(Problem to solve)
Could you filter the records below down to the lines that include the word "compare"?

===== Raw data =====

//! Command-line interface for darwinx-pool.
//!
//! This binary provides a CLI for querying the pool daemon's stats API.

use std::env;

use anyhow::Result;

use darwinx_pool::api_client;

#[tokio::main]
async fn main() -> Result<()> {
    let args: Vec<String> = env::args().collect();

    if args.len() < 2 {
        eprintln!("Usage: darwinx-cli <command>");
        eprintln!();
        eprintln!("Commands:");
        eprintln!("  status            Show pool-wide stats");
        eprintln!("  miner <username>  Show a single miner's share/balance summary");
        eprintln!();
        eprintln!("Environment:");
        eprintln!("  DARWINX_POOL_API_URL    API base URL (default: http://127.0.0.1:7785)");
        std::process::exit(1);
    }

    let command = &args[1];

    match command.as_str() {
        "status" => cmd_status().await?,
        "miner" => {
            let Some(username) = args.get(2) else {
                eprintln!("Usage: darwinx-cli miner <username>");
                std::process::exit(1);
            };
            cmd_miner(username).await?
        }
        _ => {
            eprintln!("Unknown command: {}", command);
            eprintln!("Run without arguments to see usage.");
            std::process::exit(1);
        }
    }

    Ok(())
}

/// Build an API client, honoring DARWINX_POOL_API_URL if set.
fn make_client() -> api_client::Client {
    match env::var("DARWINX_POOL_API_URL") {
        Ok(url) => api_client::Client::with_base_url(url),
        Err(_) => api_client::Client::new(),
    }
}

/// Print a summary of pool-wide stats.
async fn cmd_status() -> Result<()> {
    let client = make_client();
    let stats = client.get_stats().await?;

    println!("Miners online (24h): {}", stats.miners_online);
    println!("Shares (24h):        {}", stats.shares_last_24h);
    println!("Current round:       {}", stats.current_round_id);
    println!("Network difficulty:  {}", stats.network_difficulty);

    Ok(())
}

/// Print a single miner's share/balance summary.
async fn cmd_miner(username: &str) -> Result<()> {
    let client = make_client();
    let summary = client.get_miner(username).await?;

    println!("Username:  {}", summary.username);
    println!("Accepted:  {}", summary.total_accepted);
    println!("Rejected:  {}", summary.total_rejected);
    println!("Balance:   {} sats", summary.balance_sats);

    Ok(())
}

=====
===== Raw data =====

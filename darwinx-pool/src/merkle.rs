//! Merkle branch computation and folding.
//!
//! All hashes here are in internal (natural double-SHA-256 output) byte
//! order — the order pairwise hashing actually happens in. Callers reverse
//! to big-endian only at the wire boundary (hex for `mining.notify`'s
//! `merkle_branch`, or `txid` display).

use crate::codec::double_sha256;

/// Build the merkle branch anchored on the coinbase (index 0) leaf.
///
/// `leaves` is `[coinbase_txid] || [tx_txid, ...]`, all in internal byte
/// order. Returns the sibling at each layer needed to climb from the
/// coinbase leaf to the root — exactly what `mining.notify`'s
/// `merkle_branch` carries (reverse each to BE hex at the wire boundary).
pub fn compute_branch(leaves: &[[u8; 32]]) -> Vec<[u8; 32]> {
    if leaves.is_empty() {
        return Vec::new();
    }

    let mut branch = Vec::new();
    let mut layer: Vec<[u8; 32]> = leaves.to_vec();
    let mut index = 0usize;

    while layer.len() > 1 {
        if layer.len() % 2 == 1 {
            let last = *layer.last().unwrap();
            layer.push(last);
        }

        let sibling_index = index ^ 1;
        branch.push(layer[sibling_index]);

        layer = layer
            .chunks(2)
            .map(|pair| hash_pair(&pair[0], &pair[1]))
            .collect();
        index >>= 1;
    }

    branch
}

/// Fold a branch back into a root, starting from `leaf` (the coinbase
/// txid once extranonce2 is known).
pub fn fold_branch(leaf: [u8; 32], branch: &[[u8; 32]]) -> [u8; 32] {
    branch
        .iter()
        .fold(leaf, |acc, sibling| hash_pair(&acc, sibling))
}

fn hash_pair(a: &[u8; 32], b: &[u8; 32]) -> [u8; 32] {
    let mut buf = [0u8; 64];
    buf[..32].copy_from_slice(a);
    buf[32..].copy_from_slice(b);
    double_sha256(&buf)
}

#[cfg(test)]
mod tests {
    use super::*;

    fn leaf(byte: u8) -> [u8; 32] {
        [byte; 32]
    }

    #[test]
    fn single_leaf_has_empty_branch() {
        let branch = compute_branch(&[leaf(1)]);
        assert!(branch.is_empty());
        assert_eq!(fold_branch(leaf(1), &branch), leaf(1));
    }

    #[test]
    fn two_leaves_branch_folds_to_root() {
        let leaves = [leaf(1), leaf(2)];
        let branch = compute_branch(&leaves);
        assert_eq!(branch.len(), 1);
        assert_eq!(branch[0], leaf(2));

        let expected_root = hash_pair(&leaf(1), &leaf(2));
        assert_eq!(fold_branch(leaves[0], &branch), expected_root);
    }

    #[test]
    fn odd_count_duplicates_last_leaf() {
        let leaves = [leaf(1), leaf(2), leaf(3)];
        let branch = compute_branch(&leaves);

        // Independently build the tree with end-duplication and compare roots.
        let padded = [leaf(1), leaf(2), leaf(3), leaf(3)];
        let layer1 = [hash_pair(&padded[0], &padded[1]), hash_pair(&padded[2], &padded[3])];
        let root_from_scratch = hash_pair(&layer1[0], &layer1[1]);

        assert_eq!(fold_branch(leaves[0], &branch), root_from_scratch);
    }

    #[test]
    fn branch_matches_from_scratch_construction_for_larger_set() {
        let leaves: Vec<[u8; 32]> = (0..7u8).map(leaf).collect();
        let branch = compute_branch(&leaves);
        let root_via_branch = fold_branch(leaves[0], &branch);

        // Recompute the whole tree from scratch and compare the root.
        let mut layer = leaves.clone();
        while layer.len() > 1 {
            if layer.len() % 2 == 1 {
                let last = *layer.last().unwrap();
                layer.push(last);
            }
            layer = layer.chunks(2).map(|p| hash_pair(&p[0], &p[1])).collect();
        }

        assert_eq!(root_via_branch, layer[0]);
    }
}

=====

(Output)
        // Independently build the tree with end-duplication and compare roots.
        // Recompute the whole tree from scratch and compare the root.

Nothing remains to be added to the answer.